__To do__. Go through the records and filter out every line lacking the word "EXSTDTC"; copy the lines that remain.

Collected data
//! End-to-end ADSL derivation over small hand-built domains.

use adam_common::{cell_i64, cell_string};
use adam_core::adsl::{DerivationOptions, build_adsl, derive_last_alive, last_alive_rules};
use adam_core::events::SourceSet;
use adam_model::{Selection, SubjectKey};
use polars::prelude::{Column, DataFrame, IntoColumn, NamedFrom, Series};

fn frame(columns: &[(&str, Vec<&str>)]) -> DataFrame {
    let columns: Vec<Column> = columns
        .iter()
        .map(|(name, values)| Series::new((*name).into(), values.clone()).into_column())
        .collect();
    DataFrame::new(columns).unwrap()
}

fn dm() -> DataFrame {
    frame(&[
        ("STUDYID", vec!["CDISC01"; 4]),
        ("USUBJID", vec!["01", "02", "03", "04"]),
        ("AGE", vec!["63", "71", "58", "80"]),
        ("ARM", vec!["Xanomeline", "Placebo", "Xanomeline", "Screen Failure"]),
        ("ACTARM", vec!["Xanomeline", "Placebo", "Xanomeline", ""]),
        ("DOMAIN", vec!["DM"; 4]),
    ])
}

fn ex() -> DataFrame {
    frame(&[
        ("STUDYID", vec!["CDISC01"; 4]),
        ("USUBJID", vec!["01", "01", "02", "03"]),
        ("EXSEQ", vec!["1", "2", "1", "1"]),
        ("EXTRT", vec!["XANOMELINE", "XANOMELINE", "PLACEBO", "XANOMELINE"]),
        ("EXDOSE", vec!["54", "54", "0", "0"]),
        ("EXSTDTC", vec!["2014-01-02", "2014-02-02", "2014-03-01", "2014-04-01"]),
        ("EXENDTC", vec!["2014-02-01", "", "2014-03-10", "2014-04-05"]),
    ])
}

fn vs() -> DataFrame {
    frame(&[
        ("STUDYID", vec!["CDISC01"; 3]),
        ("USUBJID", vec!["01", "01", "03"]),
        ("VSSEQ", vec!["5", "6", "1"]),
        ("VSSTRESN", vec!["120", "", "80"]),
        ("VSSTRESC", vec!["120", "", "80"]),
        ("VSDTC", vec!["2014-02-10", "2014-03-01", "2014-04"]),
    ])
}

fn ae() -> DataFrame {
    frame(&[
        ("STUDYID", vec!["CDISC01"]),
        ("USUBJID", vec!["02"]),
        ("AESEQ", vec!["1"]),
        ("AESTDTC", vec!["2014-03-05"]),
        ("AEENDTC", vec!["2014-03-12"]),
    ])
}

fn ds() -> DataFrame {
    frame(&[
        ("STUDYID", vec!["CDISC01"]),
        ("USUBJID", vec!["03"]),
        ("DSSEQ", vec!["1"]),
        ("DSSTDTC", vec!["2014-04-02"]),
    ])
}

fn sources() -> SourceSet {
    SourceSet::new()
        .with_dataset("EX", ex())
        .with_dataset("VS", vs())
        .with_dataset("AE", ae())
        .with_dataset("DS", ds())
}

fn row(df: &DataFrame, usubjid: &str) -> usize {
    (0..df.height())
        .find(|idx| cell_string(df, "USUBJID", *idx) == usubjid)
        .unwrap()
}

#[test]
fn roster_keeps_dm_rows_and_carried_variables() {
    let build = build_adsl(&dm(), &sources(), &DerivationOptions::default()).unwrap();
    let data = &build.data;
    assert_eq!(data.height(), 4);
    assert!(data.column("DOMAIN").is_err());
    assert_eq!(cell_string(data, "TRT01P", row(data, "02")), "Placebo");
    assert_eq!(data.column("TRT01A").unwrap().null_count(), 1);
}

#[test]
fn treatment_dates_use_valid_doses_only() {
    let build = build_adsl(&dm(), &sources(), &DerivationOptions::default()).unwrap();
    let data = &build.data;

    let first = row(data, "01");
    assert_eq!(cell_string(data, "TRTSDT", first), "2014-01-02");
    // The second exposure has no end date, so its start closes treatment.
    assert_eq!(cell_string(data, "TRTEDT", first), "2014-02-02");
    assert_eq!(cell_i64(data, "TRTDURD", first), Some(32));
    assert_eq!(cell_string(data, "SAFFL", first), "Y");

    let placebo = row(data, "02");
    assert_eq!(cell_string(data, "TRTSDT", placebo), "2014-03-01");
    assert_eq!(cell_string(data, "TRTEDT", placebo), "2014-03-10");
    assert_eq!(cell_i64(data, "TRTDURD", placebo), Some(10));

    // Zero dose of active drug is not a valid dose.
    let untreated = row(data, "03");
    assert!(cell_string(data, "TRTSDT", untreated).is_empty());
    assert!(cell_string(data, "SAFFL", untreated).is_empty());
    assert_eq!(
        build
            .treatment
            .start
            .get(&SubjectKey::new("CDISC01", "03")),
        None
    );
}

#[test]
fn last_alive_pools_domains_and_treatment_end() {
    let build = build_adsl(&dm(), &sources(), &DerivationOptions::default()).unwrap();
    let data = &build.data;

    let first = row(data, "01");
    assert_eq!(cell_string(data, "LSTALVDT", first), "2014-02-10");
    assert_eq!(cell_string(data, "LALVDOM", first), "VS");
    assert_eq!(cell_i64(data, "LALVSEQ", first), Some(5));
    assert_eq!(cell_string(data, "LALVVAR", first), "VSDTC");

    let placebo = row(data, "02");
    assert_eq!(cell_string(data, "LSTALVDT", placebo), "2014-03-12");
    assert_eq!(cell_string(data, "LALVVAR", placebo), "AEENDTC");

    // Only a partial VS date and a DS record.
    let untreated = row(data, "03");
    assert_eq!(cell_string(data, "LSTALVDT", untreated), "2014-04-02");
    assert_eq!(cell_string(data, "LALVDOM", untreated), "DS");

    let screen_failure = row(data, "04");
    assert!(cell_string(data, "LSTALVDT", screen_failure).is_empty());
    assert_eq!(cell_i64(data, "LALVSEQ", screen_failure), None);

    assert_eq!(build.last_alive.len(), 3);
}

#[test]
fn first_mode_picks_earliest_alive_date() {
    let options = DerivationOptions::default().with_mode(Selection::First);
    let build = build_adsl(&dm(), &sources(), &options).unwrap();
    let data = &build.data;
    assert_eq!(cell_string(data, "LSTALVDT", row(data, "02")), "2014-03-05");
    assert_eq!(cell_string(data, "LALVVAR", row(data, "02")), "AESTDTC");
}

#[test]
fn treatment_end_from_snapshot_outranks_earlier_records() {
    let sources = SourceSet::new().with_dataset("EX", ex()).with_dataset(
        "VS",
        frame(&[
            ("STUDYID", vec!["CDISC01"]),
            ("USUBJID", vec!["02"]),
            ("VSSEQ", vec!["1"]),
            ("VSSTRESN", vec!["70"]),
            ("VSSTRESC", vec!["70"]),
            ("VSDTC", vec!["2014-03-02"]),
        ]),
    );
    let build = build_adsl(&dm(), &sources, &DerivationOptions::default()).unwrap();
    let data = &build.data;
    let placebo = row(data, "02");
    assert_eq!(cell_string(data, "LSTALVDT", placebo), "2014-03-10");
    assert_eq!(cell_string(data, "LALVDOM", placebo), "ADSL");
    assert_eq!(cell_string(data, "LALVVAR", placebo), "TRTEDT");
}

#[test]
fn rerunning_last_alive_on_its_output_is_stable() {
    let options = DerivationOptions::default();
    let build = build_adsl(&dm(), &sources(), &options).unwrap();
    let again = derive_last_alive(&build.data, &sources(), &options).unwrap();
    assert_eq!(again.data.width(), build.data.width());
    assert!(again.data.equals_missing(&build.data));
}

#[test]
fn missing_exposure_is_a_configuration_error() {
    let sources = SourceSet::new().with_dataset("VS", vs());
    assert!(build_adsl(&dm(), &sources, &DerivationOptions::default()).is_err());
}

#[test]
fn last_alive_rules_are_declared_in_tie_break_order() {
    let ids: Vec<String> = last_alive_rules().into_iter().map(|rule| rule.id).collect();
    assert_eq!(ids, vec!["vs", "ae_start", "ae_end", "ds", "adsl_trtedt"]);
}

#[test]
fn custom_rules_replace_the_default_pool() {
    let ds_only: Vec<_> = last_alive_rules()
        .into_iter()
        .filter(|rule| rule.id == "ds")
        .collect();
    let options = DerivationOptions::default().with_rules(ds_only);
    let build = build_adsl(&dm(), &sources(), &options).unwrap();
    let data = &build.data;
    assert!(cell_string(data, "LSTALVDT", row(data, "01")).is_empty());
    assert_eq!(cell_string(data, "LSTALVDT", row(data, "03")), "2014-04-02");
    assert_eq!(build.last_alive.len(), 1);
}

#[test]
fn placebo_dose_written_as_decimal_zero_counts_as_treated() {
    let dm = frame(&[
        ("STUDYID", vec!["CDISC01"]),
        ("USUBJID", vec!["05"]),
        ("ARM", vec!["Placebo"]),
        ("ACTARM", vec!["Placebo"]),
    ]);
    let ex = frame(&[
        ("STUDYID", vec!["CDISC01"]),
        ("USUBJID", vec!["05"]),
        ("EXSEQ", vec!["1"]),
        ("EXTRT", vec!["PLACEBO"]),
        ("EXDOSE", vec!["0.0"]),
        ("EXSTDTC", vec!["2014-01-02"]),
        ("EXENDTC", vec!["2014-01-20"]),
    ]);
    let sources = SourceSet::new().with_dataset("EX", ex);
    let build = build_adsl(&dm, &sources, &DerivationOptions::default()).unwrap();
    let data = &build.data;
    assert_eq!(cell_string(data, "TRTSDT", 0), "2014-01-02");
    assert_eq!(cell_string(data, "TRTEDT", 0), "2014-01-20");
    assert_eq!(cell_string(data, "SAFFL", 0), "Y");
}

__Result for this exercise__.
        ("EXSTDTC", vec!["2014-01-02", "2014-02-02", "2014-03-01", "2014-04-01"]),
        ("EXSTDTC", vec!["2014-01-02"]),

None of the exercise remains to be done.